Mohammad Rafiq (b. 1943)

Mohammad Rafiq was born in Bagerhat in East Bengal in 1943. He grew up in the turbulent days of the anti-autocratic movement of the ’50s and ’60s. The essence of his attachment to the student movement is found in his first book, Boishakhi Purnima (1970). Rafiq believes this first work “immature”; there is no doubt, however, that with his second work, Dhulor Shonshare Ei Mati (1976), he developed a distinct style of his own. The shattered dreams of Bangladesh’s hard-earned freedom and his own troubled marital life thoroughly remade the poet in the wilderness and in solitude. He withdrew into himself and emerged a more mature poet in Kirtinasha (1979), which was awarded the Alaol Shahityo Puroshkar for the best book of poetry in Bangladesh.

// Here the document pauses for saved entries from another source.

//! Command-line interface definition using clap.
//!
//! This module defines:
//! - [`Args`] - CLI argument structure (for use with clap)
//! - [`OutputFormat`] - Output format options
//! - [`init_logger`] - stderr `tracing` subscriber for the binary
//!
//! # Example
//!
//! ```rust
//! use clap::Parser;
//! use transfersort::cli::Args;
//!
//! let args = Args::parse_from(["transfersort", "message.txt", "-b", "б-Берлин", "-f", "csv"]);
//! assert_eq!(args.input, "message.txt");
//! assert_eq!(args.parser_config().shorthands(), "б-Берлин");
//! ```

use clap::{Parser, ValueEnum};
use serde::{Deserialize, Serialize};
use tracing_subscriber::EnvFilter;
use tracing_subscriber::layer::SubscriberExt;
use tracing_subscriber::util::SubscriberInitExt;

use crate::config::{ParserConfig, ReportConfig};
use crate::report::MarkupKind;

/// Sort free-form stock transfer messages into per-direction reports.
#[derive(Parser, Debug, Clone)]
#[command(name = "transfersort")]
#[command(version, about, long_about = None)]
#[command(after_help = "EXAMPLES:
    transfersort message.txt -b 'б-Берлин,к-Кулакова,л-Ладожская'
    BRANCH_DESIGNATIONS='б-Берлин,л-Ладожская' transfersort < message.txt
    transfersort message.txt -f csv -o transfers.csv
    transfersort message.txt --plain -v")]
pub struct Args {
    /// Path to the message file, `-` for stdin
    #[arg(default_value = "-")]
    pub input: String,

    /// Shop shorthands as `code-Name,code-Name`
    #[arg(short, long, env = "BRANCH_DESIGNATIONS", default_value = "", hide_env_values = true)]
    pub branches: String,

    /// Path to output file (stdout when omitted)
    #[arg(short, long)]
    pub output: Option<String>,

    /// Output format
    #[arg(short, long, value_enum, default_value = "report")]
    pub format: OutputFormat,

    /// Render the report without MarkdownV2 escaping
    #[arg(long)]
    pub plain: bool,

    /// Section name for transfers outside any category
    #[arg(long, value_name = "NAME")]
    pub fallback_category: Option<String>,

    /// Log parser decisions to stderr
    #[arg(short, long)]
    pub verbose: bool,
}

impl Args {
    /// Whether the message is read from stdin.
    pub fn reads_stdin(&self) -> bool {
        self.input == "-"
    }

    /// Parser configuration from the flags.
    pub fn parser_config(&self) -> ParserConfig {
        ParserConfig::new().with_shorthands(self.branches.clone())
    }

    /// Report configuration from the flags.
    pub fn report_config(&self) -> ReportConfig {
        let mut config = ReportConfig::new();
        if self.plain {
            config = config.with_markup(MarkupKind::Plain);
        }
        if let Some(name) = &self.fallback_category {
            config = config.with_fallback_category(name.clone());
        }
        config
    }
}

/// Output format options.
///
/// - [`Report`](OutputFormat::Report) - chat-ready direction blocks (default)
/// - [`Json`](OutputFormat::Json) - the whole parsing result
/// - [`Jsonl`](OutputFormat::Jsonl) - one transfer per line
/// - [`Csv`](OutputFormat::Csv) - flat table with semicolon delimiter
#[derive(Debug, Clone, Copy, PartialEq, Eq, Hash, ValueEnum, Default, Serialize, Deserialize)]
#[serde(rename_all = "lowercase")]
pub enum OutputFormat {
    /// Direction blocks as posted to the chat
    #[default]
    Report,

    /// Whole parsing result as JSON
    Json,

    /// One JSON transfer per line
    #[value(alias = "ndjson")]
    Jsonl,

    /// CSV with semicolon delimiter
    Csv,
}

impl std::fmt::Display for OutputFormat {
    fn fmt(&self, f: &mut std::fmt::Formatter<'_>) -> std::fmt::Result {
        write!(f, "{}", crate::format::OutputFormat::from(*self))
    }
}

// Conversion to library format type
impl From<OutputFormat> for crate::format::OutputFormat {
    fn from(format: OutputFormat) -> crate::format::OutputFormat {
        match format {
            OutputFormat::Report => crate::format::OutputFormat::Report,
            OutputFormat::Json => crate::format::OutputFormat::Json,
            OutputFormat::Jsonl => crate::format::OutputFormat::Jsonl,
            OutputFormat::Csv => crate::format::OutputFormat::Csv,
        }
    }
}

/// Installs the stderr log subscriber.
///
/// `RUST_LOG` wins when set; otherwise only warnings are shown, or parser
/// decisions too with `verbose`.
pub fn init_logger(verbose: bool) {
    let default = if verbose {
        "transfersort=debug"
    } else {
        "transfersort=warn"
    };
    let filter = EnvFilter::try_from_default_env().unwrap_or_else(|_| EnvFilter::new(default));

    tracing_subscriber::registry()
        .with(filter)
        .with(
            tracing_subscriber::fmt::layer()
                .with_writer(std::io::stderr)
                .with_target(false)
                .with_thread_ids(false)
                .with_file(false)
                .with_line_number(false)
                .compact(),
        )
        .init();
}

In another major work, Gaodiya (1986), Rafiq composes puzzles from broken images of the soil, the air, the water of his homeland. Elsewhere, he protests political killings and the rise of military dictators, in a long narrative poem that bares his own pain and that of his nation. His works include Khola Kobita (1983), Kapila (1983), Shodeshi Nishshash Tumi Moy (1988), and Meghay Ebong Kadai (1991). As a noted Indian critic has observed, through the poems of Mohammad Rafiq one can discover Bangladesh. Truly it opens up to the Western reader an alternative esthetic, an other sensibility in whose acute observation and humanity there is much we can learn.

Rafiq has taught at Chittagong Government College and at Dhaka College. He currently teaches English literature and American poetry at Jahangirnagar University in Savar, Bangladesh. His Nirbachito Kobita (Selected Poems, 1993), was drawn from eight previously published collections. Aside from the Alaol Literary Award in 1981, he has also won the Bangla Academy Award in 1987 and the Zebunnessa Mohbubullah Trust Award in 1991.

Prasenjit Gupta had the opportunity of working with Mohammad Rafiq on these translations when the latter was a participant in the International Writing Program at the University of Iowa. Some of these translations have previously appeared in Modern Poetry in Translation.